OK. @rjj45 ... One more model because I have fallen down the rabbit hole. Shaved about 20L out, and followed your stuffing suggestions. Feels pretty good for the moment pending a few questions, and building with some extra volume for mid/tweet chamber.
Question on QL value to use:
I recognize there's some wiggle room in these simulations for me to guess how good I am at making a vented box with minimal leaks. Using QL=7 gives an OK answer. Bass roll off begins around 80hz and slowly rolls 3dB down to 40Hz. Using QL = 15 gives a more exciting answer to me of solid output until 60hz before rolling off 3dB down to 38 / 39 Hz. I noticed Martin King's last paper on TL alignment tables (and subsequently their inclusion in HornResp's TL wizard) uses a QL of 15 as their baseline assumption. I see that as evidence this QL value is acceptable for quality builds like I (like to think) I do. Any thoughts / disagreements with that logic?

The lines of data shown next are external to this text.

//! Configuration validation utilities.

use super::error::{ConfigError, ConfigResult};
use super::schema::ConfluxConfig;

/// Validates the entire configuration.
pub fn validate_config(config: &ConfluxConfig) -> ConfigResult<()> {
    if config.resolver.max_chain_hops == 0 {
        return Err(ConfigError::validation(
            "resolver.max_chain_hops must be greater than 0",
        ));
    }

    for module in config.logging.filters.keys() {
        if module.is_empty() {
            return Err(ConfigError::validation(
                "logging.filters contains an empty module name",
            ));
        }
    }

    Ok(())
}
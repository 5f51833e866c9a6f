//! Straight-line method comparison regression
//!
//! Two fitters estimate `Y ≈ intercept + slope·X` from per-subject means:
//!
//! - [`wls::fit`] minimizes weighted vertical residuals, with each subject
//!   weighted by the reciprocal of its Y replicate standard deviation.
//! - [`odr::fit`] accounts for measurement error on both axes, minimizing
//!   weighted orthogonal distances using the X and Y replicate standard
//!   deviations.
//!
//! Both return a [`RegressionResult`] with standard errors and Student-t
//! confidence intervals on `n − 2` degrees of freedom.

pub mod odr;
pub mod types;
pub mod wls;

use nalgebra::{DMatrix, Vector2};
use statrs::distribution::{ContinuousCDF, StudentsT};
use thiserror::Error;

use crate::data::Method;

pub use types::{
    Coefficient, FitMethod, FitOptions, OdrOptions, OdrSolver, RegressionResult, DEFAULT_ALPHA,
    LINEAR_PARAMETERS,
};

/// Errors that can occur while fitting a regression
#[derive(Error, Debug, Clone, PartialEq)]
pub enum RegressionError {
    /// Input vectors do not have the same length
    #[error("Length mismatch: {name} has {found} values, expected {expected}")]
    LengthMismatch {
        name: &'static str,
        expected: usize,
        found: usize,
    },

    /// Not enough subjects to leave residual degrees of freedom
    #[error("Insufficient data: {n} subjects for {parameters} parameters, at least {} are needed", .parameters + 1)]
    InsufficientData { n: usize, parameters: usize },

    /// A weight derived from a replicate standard deviation is unusable
    #[error("Invalid weight {weight} for method {side}, subject {}: replicate standard deviation must be positive and finite", .subject + 1)]
    InvalidWeight {
        side: Method,
        subject: usize,
        weight: f64,
    },

    /// All X values are equal, so no slope can be estimated
    #[error("Singular design: X does not vary across subjects")]
    Singular,

    /// The iterative solver hit its iteration cap
    #[error("Fit did not converge within {iterations} iterations (tolerance {tolerance:e})")]
    Convergence { iterations: usize, tolerance: f64 },

    /// Failure reported by the optimization backend
    #[error("Solver error: {0}")]
    Solver(String),

    /// The t distribution could not be constructed
    #[error("Distribution error: {0}")]
    Distribution(String),
}

pub(crate) fn check_lengths(
    expected: usize,
    others: &[(&'static str, usize)],
) -> Result<(), RegressionError> {
    for &(name, found) in others {
        if found != expected {
            return Err(RegressionError::LengthMismatch {
                name,
                expected,
                found,
            });
        }
    }
    Ok(())
}

/// Residual degrees of freedom of the straight-line model
pub(crate) fn degrees_of_freedom(n: usize) -> Result<usize, RegressionError> {
    if n <= LINEAR_PARAMETERS {
        return Err(RegressionError::InsufficientData {
            n,
            parameters: LINEAR_PARAMETERS,
        });
    }
    Ok(n - LINEAR_PARAMETERS)
}

/// Every weight must be finite and strictly positive
pub(crate) fn validate_weights(side: Method, weights: &[f64]) -> Result<(), RegressionError> {
    match weights
        .iter()
        .position(|w| !w.is_finite() || *w <= 0.0)
    {
        Some(subject) => Err(RegressionError::InvalidWeight {
            side,
            subject,
            weight: weights[subject],
        }),
        None => Ok(()),
    }
}

pub(crate) fn check_spread(x: &[f64]) -> Result<(), RegressionError> {
    if x.iter().all(|v| *v == x[0]) {
        return Err(RegressionError::Singular);
    }
    Ok(())
}

/// Turn estimates and their covariance into coefficient statistics
///
/// Confidence bounds are `estimate ± t(1 − α/2, df) · se`.
pub(crate) fn coefficients(
    estimates: Vector2<f64>,
    covariance: &DMatrix<f64>,
    df: usize,
    alpha: f64,
) -> Result<(Coefficient, Coefficient), RegressionError> {
    let t = StudentsT::new(0.0, 1.0, df as f64)
        .map_err(|e| RegressionError::Distribution(e.to_string()))?;
    let t_crit = t.inverse_cdf(1.0 - alpha / 2.0);

    let coefficient = |k: usize| {
        let estimate = estimates[k];
        let std_error = covariance[(k, k)].max(0.0).sqrt();
        let t_stat = estimate / std_error;
        let p_value = if t_stat.is_nan() {
            f64::NAN
        } else if t_stat.is_infinite() {
            0.0
        } else {
            2.0 * (1.0 - t.cdf(t_stat.abs()))
        };
        let half_width = t_crit * std_error;
        Coefficient {
            estimate,
            std_error,
            t_stat,
            p_value,
            ci_lower: estimate - half_width,
            ci_upper: estimate + half_width,
        }
    };

    Ok((coefficient(0), coefficient(1)))
}
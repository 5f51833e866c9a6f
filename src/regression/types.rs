//! Regression options and results shared by both fitters

use serde::{Deserialize, Serialize};
use std::fmt;

/// Default significance level for confidence intervals
pub const DEFAULT_ALPHA: f64 = 0.05;

/// Number of free parameters of the straight-line model
pub const LINEAR_PARAMETERS: usize = 2;

/// Fitting procedure that produced a [RegressionResult]
#[derive(Debug, Clone, Copy, PartialEq, Eq, Serialize, Deserialize)]
pub enum FitMethod {
    /// Weighted least squares on vertical residuals
    WeightedLeastSquares,
    /// Weighted orthogonal distance regression (errors in both variables)
    OrthogonalDistance,
}

impl fmt::Display for FitMethod {
    fn fmt(&self, f: &mut fmt::Formatter<'_>) -> fmt::Result {
        match self {
            FitMethod::WeightedLeastSquares => write!(f, "Weighted least squares"),
            FitMethod::OrthogonalDistance => write!(f, "Weighted orthogonal distance"),
        }
    }
}

/// Solver used for orthogonal distance regression
#[derive(Debug, Clone, Copy, Default, PartialEq, Eq, Serialize, Deserialize)]
pub enum OdrSolver {
    /// Damped Gauss–Newton iteration (default)
    #[default]
    LevenbergMarquardt,
    /// Derivative-free simplex search, usually needs a higher iteration cap
    NelderMead,
}

/// Orthogonal distance regression solver options
#[derive(Debug, Clone, PartialEq, Serialize, Deserialize)]
#[serde(default)]
pub struct OdrOptions {
    /// Convergence tolerance (default: 1e-10)
    ///
    /// For Levenberg–Marquardt this bounds the relative parameter step; for
    /// Nelder–Mead it bounds the standard deviation of the simplex costs.
    pub tolerance: f64,
    /// Maximum number of iterations before giving up (default: 200)
    pub max_iterations: usize,
    /// Solver (default: LevenbergMarquardt)
    pub solver: OdrSolver,
}

impl Default for OdrOptions {
    fn default() -> Self {
        Self {
            tolerance: 1e-10,
            max_iterations: 200,
            solver: OdrSolver::LevenbergMarquardt,
        }
    }
}

impl OdrOptions {
    pub fn with_tolerance(mut self, tolerance: f64) -> Self {
        self.tolerance = tolerance;
        self
    }

    pub fn with_max_iterations(mut self, max_iterations: usize) -> Self {
        self.max_iterations = max_iterations;
        self
    }

    pub fn with_solver(mut self, solver: OdrSolver) -> Self {
        self.solver = solver;
        self
    }
}

/// Options shared by both fitters
#[derive(Debug, Clone, PartialEq, Serialize, Deserialize)]
#[serde(default)]
pub struct FitOptions {
    /// Significance level of the two-sided confidence intervals (default: 0.05)
    pub alpha: f64,
    /// Orthogonal distance regression solver options
    pub odr: OdrOptions,
}

impl Default for FitOptions {
    fn default() -> Self {
        Self {
            alpha: DEFAULT_ALPHA,
            odr: OdrOptions::default(),
        }
    }
}

impl FitOptions {
    /// Set the significance level
    pub fn with_alpha(mut self, alpha: f64) -> Self {
        self.alpha = alpha;
        self
    }

    /// Set the orthogonal distance regression options
    pub fn with_odr(mut self, odr: OdrOptions) -> Self {
        self.odr = odr;
        self
    }
}

/// Estimate and inference statistics of one model coefficient
#[derive(Debug, Clone, Copy, PartialEq, Serialize, Deserialize)]
pub struct Coefficient {
    /// Point estimate
    pub estimate: f64,
    /// Standard error
    pub std_error: f64,
    /// t statistic, `estimate / std_error`
    pub t_stat: f64,
    /// Two-sided p-value of the t statistic
    pub p_value: f64,
    /// Lower bound of the confidence interval
    pub ci_lower: f64,
    /// Upper bound of the confidence interval
    pub ci_upper: f64,
}

impl Coefficient {
    /// Confidence interval as `(lower, upper)`
    pub fn ci(&self) -> (f64, f64) {
        (self.ci_lower, self.ci_upper)
    }
}

/// Result of fitting `Y ≈ intercept + slope·X`
#[derive(Debug, Clone, PartialEq, Serialize, Deserialize)]
pub struct RegressionResult {
    /// Fitting procedure
    pub method: FitMethod,
    /// Intercept statistics
    pub intercept: Coefficient,
    /// Slope statistics
    pub slope: Coefficient,
    /// Number of subjects used in the fit
    pub n_subjects: usize,
    /// Residual degrees of freedom, subjects minus parameters
    pub degrees_of_freedom: usize,
    /// Significance level of the confidence intervals
    pub alpha: f64,
    /// Weighted residual sum of squares divided by the degrees of freedom
    pub residual_variance: f64,
    /// Solver iterations (0 for closed-form fits)
    pub iterations: usize,
}

impl RegressionResult {
    pub fn intercept(&self) -> f64 {
        self.intercept.estimate
    }

    pub fn slope(&self) -> f64 {
        self.slope.estimate
    }

    pub fn intercept_se(&self) -> f64 {
        self.intercept.std_error
    }

    pub fn slope_se(&self) -> f64 {
        self.slope.std_error
    }

    pub fn intercept_ci(&self) -> (f64, f64) {
        self.intercept.ci()
    }

    pub fn slope_ci(&self) -> (f64, f64) {
        self.slope.ci()
    }

    /// Value of the fitted line at `x`
    pub fn predict(&self, x: f64) -> f64 {
        self.intercept.estimate + self.slope.estimate * x
    }
}

impl fmt::Display for RegressionResult {
    fn fmt(&self, f: &mut fmt::Formatter<'_>) -> fmt::Result {
        let level = format!("{}% CI", ((1.0 - self.alpha) * 1000.0).round() / 10.0);
        writeln!(f, "╔══════════════════════════════════════════════════════════════════╗")?;
        writeln!(f, "║ {:<64} ║", format!("{} regression", self.method))?;
        writeln!(f, "╠══════════════════════════════════════════════════════════════════╣")?;
        writeln!(
            f,
            "║ {:<64} ║",
            format!(
                "Subjects: {}   df: {}   residual variance: {:.6}",
                self.n_subjects, self.degrees_of_freedom, self.residual_variance
            )
        )?;
        if self.iterations > 0 {
            writeln!(f, "║ {:<64} ║", format!("Iterations: {}", self.iterations))?;
        }
        writeln!(f, "╠══════════════════════════════════════════════════════════════════╣")?;
        writeln!(
            f,
            "║ {:<10}{:>11}{:>11}{:>8}{:>8}  {:<14} ║",
            "", "estimate", "std err", "t", "p", level
        )?;
        for (name, c) in [("intercept", &self.intercept), ("slope", &self.slope)] {
            writeln!(
                f,
                "║ {:<10}{:>11.4}{:>11.4}{:>8.2}{:>8.4}  {:<14} ║",
                name,
                c.estimate,
                c.std_error,
                c.t_stat,
                c.p_value,
                format!("[{:.3}, {:.3}]", c.ci_lower, c.ci_upper)
            )?;
        }
        write!(f, "╚══════════════════════════════════════════════════════════════════╝")
    }
}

Overall Design Modeled Below:
Line Length: 40 in / 101.6 cm
Line Width: 12.5 in / 31.75 cm
Line Depth: 10in / 25.4 cm
Line Xsec Area: 125 in^2 / 806.45 cm^2
Line Volume: 83.16L per HR, my maths say 81.9
Port Diameter: 5 in / 12.7 cm
Port Area: 19.63 in^2 / 126.68 cm^2
Port Length: 3.819 in / 9.7 cm
Port Location from end of line: ~4.28 in / 10.88 cm
Offset Woofer Location: ~18.76 in / 47.66 cm
Stuffing Segment 1: 100% (~18.76 in / 47.66 cm)
Stuffing Segment 2: 30% (~5.09 in / 12.92 cm)
Stuffing Acoustic Impedance: 500 mks rayl
QL: 7 or 15
Output with QL =7
Output with QL=15
Honestly Keith - I think that's probably an optimum TL for that woofer. I kept playing with the basic offset port model for the Ciare, and was coming to the conclusion that it wanted a big box to shine.
You done good!
I don't know offhand about Ql - I know Jeff gave some advice that I saved somewhere.
In the wizard screens you will also find the Kg of polyfill that gives you a decent starting point. I like to provide removable panel to adjust the stuffing. My preference has been to put the stuffing between the driver and the port. You need to be careful the insulation doesn't poop out the port.